Holten Frederik Castenschiold (12 March 1865 – 13 January 1950) was a Danish Chamberlain and football executive, who was the sixth chairman of the Danish Olympic Committee from 1922 to 1941. He was a co-founder and chairman of the Danish Military Sports Association from 1918 to 1922 and honorary chairman of the Danish Riding Association from its foundation in 1918.

==Official career==
Holten Castenschiold was born on 12 March 1865 as the son of a political candidate Henrik Castenschiold and Julie B. Uldall. He became a student at Schneekloths Skole in 1883, but then joined the military and became a second lieutenant in 1886 before becoming first lieutenant in that same year. In 1901, Castenschiold became Rittmeister, and after serving as adjutant to Prince Christian X from 1902 to 1906, he became the chief of staff at the 2nd General Command in 1909, and was appointed colonel the following year.
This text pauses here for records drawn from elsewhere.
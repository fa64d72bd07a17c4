//! Parameter ranges for a scatter run.
#[cfg(feature = "serde")]
use serde::{Deserialize, Serialize};

use crate::error::{Error, Result};

pub const MIN_DENSITY: u8 = 1;
pub const MAX_DENSITY: u8 = 100;
pub const MAX_ROTATION_DEGREES: f32 = 360.0;

/// Ranges for per-instance scale and rotation, and the share of targets to populate.
#[non_exhaustive]
#[derive(Debug, Clone, Copy, PartialEq)]
#[cfg_attr(feature = "serde", derive(Serialize, Deserialize))]
pub struct ScatterParameters {
    /// Lower bound of the uniform scale factor. Must be > 0.
    pub min_scale: f32,
    /// Upper bound of the uniform scale factor.
    pub max_scale: f32,
    /// Lower bound of the rotation in degrees, within [0, 360].
    pub min_rotation: f32,
    /// Upper bound of the rotation in degrees, within [0, 360].
    pub max_rotation: f32,
    /// Percentage of targets that receive an instance, within [1, 100].
    pub density: u8,
}

impl Default for ScatterParameters {
    fn default() -> Self {
        Self {
            min_scale: 1.0,
            max_scale: 1.0,
            min_rotation: 0.0,
            max_rotation: MAX_ROTATION_DEGREES,
            density: MAX_DENSITY,
        }
    }
}

impl ScatterParameters {
    pub fn new() -> Self {
        Self::default()
    }

    /// Sets the scale range.
    pub fn with_scale_range(mut self, min: f32, max: f32) -> Self {
        self.min_scale = min;
        self.max_scale = max;
        self
    }

    /// Sets the rotation range in degrees.
    pub fn with_rotation_range(mut self, min: f32, max: f32) -> Self {
        self.min_rotation = min;
        self.max_rotation = max;
        self
    }

    /// Sets the density percentage.
    pub fn with_density(mut self, density: u8) -> Self {
        self.density = density;
        self
    }

    /// Validates the parameters, returning an error if invalid.
    pub fn validate(&self) -> Result<()> {
        if !self.min_scale.is_finite() || !self.max_scale.is_finite() {
            return Err(Error::InvalidParameter("scale bounds must be finite".into()));
        }
        if self.min_scale <= 0.0 {
            return Err(Error::InvalidParameter("min_scale must be > 0".into()));
        }
        if self.min_scale > self.max_scale {
            return Err(Error::InvalidParameter(format!(
                "min_scale ({}) must not exceed max_scale ({})",
                self.min_scale, self.max_scale
            )));
        }
        let rotation_bounds = 0.0..=MAX_ROTATION_DEGREES;
        if !rotation_bounds.contains(&self.min_rotation)
            || !rotation_bounds.contains(&self.max_rotation)
        {
            return Err(Error::InvalidParameter(
                "rotation bounds must lie within [0, 360] degrees".into(),
            ));
        }
        if self.min_rotation > self.max_rotation {
            return Err(Error::InvalidParameter(format!(
                "min_rotation ({}) must not exceed max_rotation ({})",
                self.min_rotation, self.max_rotation
            )));
        }
        if !(MIN_DENSITY..=MAX_DENSITY).contains(&self.density) {
            return Err(Error::InvalidParameter(format!(
                "density must be within [{MIN_DENSITY}, {MAX_DENSITY}], got {}",
                self.density
            )));
        }

        Ok(())
    }
}
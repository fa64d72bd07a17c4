//! Event types and sinks for observing scatter runs.
//!
//! This module defines [`ScatterEvent`] and a set of sinks to collect or forward events
//! while [`crate::scatter::runner::scatter_with_events`] materializes instances.
use crate::scatter::runner::{Placement, ScatterResult};
use crate::scene::SceneObjectRef;

/// Describes events emitted by scatter operations.
#[non_exhaustive]
#[derive(Debug, Clone)]
pub enum ScatterEvent {
    /// Emitted once parameters and source have been validated, before any instance exists.
    ScatterStarted {
        /// The object being instanced.
        source: SceneObjectRef,
        /// Number of targets offered to the engine.
        target_count: usize,
        /// Number of targets the density subsample keeps.
        sample_count: usize,
    },

    /// Emitted after an instance has been created, transformed and moved onto its target.
    InstancePlaced {
        /// Zero-based index of the instance within this run.
        index: usize,
        placement: Placement,
    },

    /// Emitted when the run finishes.
    ScatterFinished { result: ScatterResult },

    /// Non-fatal warning generated during scatter.
    Warning {
        /// Context string (e.g. the source object).
        context: String,
        /// Human-readable message.
        message: String,
    },
}

/// Discriminant of [`ScatterEvent`], used to filter what a sink receives.
#[derive(Debug, Clone, Copy, PartialEq, Eq, Hash)]
pub enum ScatterEventKind {
    ScatterStarted,
    InstancePlaced,
    ScatterFinished,
    Warning,
}

impl ScatterEvent {
    pub fn kind(&self) -> ScatterEventKind {
        match self {
            ScatterEvent::ScatterStarted { .. } => ScatterEventKind::ScatterStarted,
            ScatterEvent::InstancePlaced { .. } => ScatterEventKind::InstancePlaced,
            ScatterEvent::ScatterFinished { .. } => ScatterEventKind::ScatterFinished,
            ScatterEvent::Warning { .. } => ScatterEventKind::Warning,
        }
    }
}

/// A generic event sink that accepts [`ScatterEvent`]s.
pub trait EventSink {
    fn send(&mut self, event: ScatterEvent);

    /// Whether events of `kind` should be built and sent at all.
    #[inline]
    fn wants(&self, _kind: ScatterEventKind) -> bool {
        true
    }

    fn send_many<I>(&mut self, events: I)
    where
        Self: Sized,
        I: IntoIterator<Item = ScatterEvent>,
    {
        for e in events {
            self.send(e);
        }
    }
}

/// A no-op event sink.
impl EventSink for () {
    #[inline]
    fn send(&mut self, _event: ScatterEvent) {}

    #[inline]
    fn wants(&self, _kind: ScatterEventKind) -> bool {
        false
    }
}

/// An event sink that forwards to a user-provided closure.
pub struct FnSink<F>
where
    F: FnMut(ScatterEvent),
{
    f: F,
}

impl<F> FnSink<F>
where
    F: FnMut(ScatterEvent),
{
    pub fn new(f: F) -> Self {
        Self { f }
    }
}

impl<F> EventSink for FnSink<F>
where
    F: FnMut(ScatterEvent),
{
    #[inline]
    fn send(&mut self, event: ScatterEvent) {
        (self.f)(event);
    }
}

/// An event sink that collects events in a `Vec`, optionally restricted to some kinds.
#[derive(Default)]
pub struct VecSink {
    events: Vec<ScatterEvent>,
    only: Option<Vec<ScatterEventKind>>,
}

impl VecSink {
    pub fn new() -> Self {
        Self::default()
    }

    /// Collects only events whose kind is listed in `kinds`.
    pub fn only(kinds: impl IntoIterator<Item = ScatterEventKind>) -> Self {
        Self {
            events: Vec::new(),
            only: Some(kinds.into_iter().collect()),
        }
    }

    pub fn into_inner(self) -> Vec<ScatterEvent> {
        self.events
    }

    pub fn as_slice(&self) -> &[ScatterEvent] {
        &self.events
    }

    pub fn clear(&mut self) {
        self.events.clear();
    }

    pub fn len(&self) -> usize {
        self.events.len()
    }

    pub fn is_empty(&self) -> bool {
        self.events.is_empty()
    }
}

impl EventSink for VecSink {
    #[inline]
    fn send(&mut self, event: ScatterEvent) {
        if self.wants(event.kind()) {
            self.events.push(event);
        }
    }

    fn wants(&self, kind: ScatterEventKind) -> bool {
        self.only.as_ref().is_none_or(|kinds| kinds.contains(&kind))
    }
}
Castenschiold became major general and commander of the 2nd Division in April 1913 and a few months later, on 15 October 1913, he was appointed inspector general of the Cavalry, and was also a commander in Copenhagen in 1926–30 and in the Danish Landsturm in 1923–29, before finally leaving the army in 1930.

==Sporting career==
Castenschiold became interested in sports. In 1913–14 he was chairman of a committee on the reassembly of the army, and he was repeatedly sent on business trips abroad, even after his departure from the army, attaching foreign princely persons. Already early on, Castenschiold became an advocate for the introduction of more sports-based teaching methods in military training, which, in connection with his great interest in the physical education of young people in general, led to work within voluntary sports. From 1914 to 1922 he was thus chairman of the committee for participation in pentathlon at the Olympic Games, co-founder and chairman 1918–22 of the Danish Military Sports Association as well as honorary chairman of the Danish Equestrian Association from the foundation in 1918. Castenschiold was also entrusted with the management of the committee under Danish Sports, the confederation that in 1921 introduced the sports mark. From 1922 to 1941 he was chairman of DIF. He devoted himself fully to this work and made himself particularly known as an advocate for the educational, health, and character-building content of sports. The amateur case was very much on his mind ("the importance of sport as a social factor lies in the broad basis"), but in addition, he managed to distinguish himself personally in other important cases such as the relationship with workers' sports, the medical inspection and instructor cases and sports with the unemployed in the 1930s. In 1927 he became deputy chairman of Kbh.'s support association, 1933 chairman. - Chamberlain 1929. but in addition he managed to distinguish himself personally in other important cases such as the relationship with workers' sports, the medical control and instructor cases and the sports with the unemployed in the 1930s. In 1927 he became deputy chairman of Kbh.'s support association, 1933 chairman.

Amateur sports was very much on his mind, but in addition he managed to distinguish himself personally as DIF's chairman in i.a. the relationship with worker sports, medical check-up and instructor cases.

==Personal life==
He died in Copenhagen Military Hospital on 13 January 1950, aged 84. He is buried at Garrison Cemetery, but the burial site has been closed.